With parts of the UK debating end-of-life legislation, lessons on how it can work in practice can be learned from Australia. 

Ahead of the Assisted Dying Bill’s Second Reading in the House of Lords and with responses sought for the Health Education Improvement Wales All Wales Competency Framework for palliative and end of life care, the country is continuing to inch closer to a legal framework for assisted dying.

The Royal College of Physicians Cymru broadly welcomed the framework, but has called for more training. 

“We need far greater investment in end-of-life care, including expert decision makers in specialist palliative care in both community and acute settings,” said RCP vice president for Wales, Hilary Williams. 

“Many people at the end of life in both hospital and in the community are not receiving the support they need, including supporting decisions around pain management and emotional support, he continued. 

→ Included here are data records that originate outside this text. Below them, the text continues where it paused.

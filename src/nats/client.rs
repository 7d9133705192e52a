use anyhow::{Context, Result};
use async_nats::Client;
use serde::de::DeserializeOwned;
use serde::Serialize;
use std::time::Duration;
use tracing::{debug, info};

/// Thin JSON wrapper over a NATS connection
#[derive(Clone)]
pub struct NatsClient {
    client: Client,
    url: String,
}

impl NatsClient {
    /// Connect to NATS server
    pub async fn connect(url: &str) -> Result<Self> {
        info!("Connecting to NATS at {}", url);

        let client = async_nats::connect(url)
            .await
            .with_context(|| format!("Failed to connect to NATS at {}", url))?;

        info!("Connected to NATS successfully");

        Ok(Self {
            client,
            url: url.to_string(),
        })
    }

    pub fn url(&self) -> &str {
        &self.url
    }

    /// Publish a JSON-encoded message
    pub async fn publish_json<T: Serialize>(&self, subject: &str, message: &T) -> Result<()> {
        let payload = serde_json::to_vec(message)?;
        let bytes = payload.len();

        self.client
            .publish(subject.to_string(), payload.into())
            .await
            .with_context(|| format!("Failed to publish to {}", subject))?;

        debug!("Published {} bytes to {}", bytes, subject);
        Ok(())
    }

    /// Send a JSON request and decode the JSON reply
    pub async fn request_json<T: Serialize, R: DeserializeOwned>(
        &self,
        subject: &str,
        message: &T,
        timeout: Duration,
    ) -> Result<R> {
        let payload = serde_json::to_vec(message)?;

        let reply = tokio::time::timeout(
            timeout,
            self.client.request(subject.to_string(), payload.into()),
        )
        .await
        .with_context(|| format!("Request to {} timed out after {:?}", subject, timeout))?
        .with_context(|| format!("Request to {} failed", subject))?;

        serde_json::from_slice(&reply.payload)
            .with_context(|| format!("Invalid reply from {}", subject))
    }

    /// Flush buffered publishes before shutdown
    pub async fn close(&self) -> Result<()> {
        info!("Closing NATS connection to {}", self.url);
        self.client
            .flush()
            .await
            .context("Failed to flush NATS connection")?;
        Ok(())
    }
}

Britain is looking closely to Australia for guidance on how to proceed, where it is already legal in six states. Voluntary assisted dying has been legal for six years, beginning in Victoria. In New South Wales, it has been legal for almost two years, and in the Australian Capital Territory – the seventh jurisdiction – the law will come into force this November.

End-of-life care

Control to patients

Training is certainly a part of it. As Michael Dooley, director of the Voluntary Assisted Dying pharmacy service in Victoria, told Healthcare Today in March, while he technical aspects of administering the medication are “relatively straightforward”, Victoria, for example, has implemented a structured training programme that all participating doctors are required to complete. “This involves around six hours of reading, online modules and other educational components,” he said. 

In an exclusive pair of interviews out later this week, Wade Stedman, clinical lead for New South Wales’ implementation of voluntary assisted dying, and Bhawani O’Brien, a Western Australian GP with decades of end-of-life experience, explain that voluntary assisted dying is about returning control to the patients. 

Voluntary assisted dying has given patients “choice and control at the end of life, when they are already dying,” said O’Brien. Stedman agrees. “It’s a choice between dying and dying. The only difference is whether that final stage comes a little earlier and with less suffering,” he said.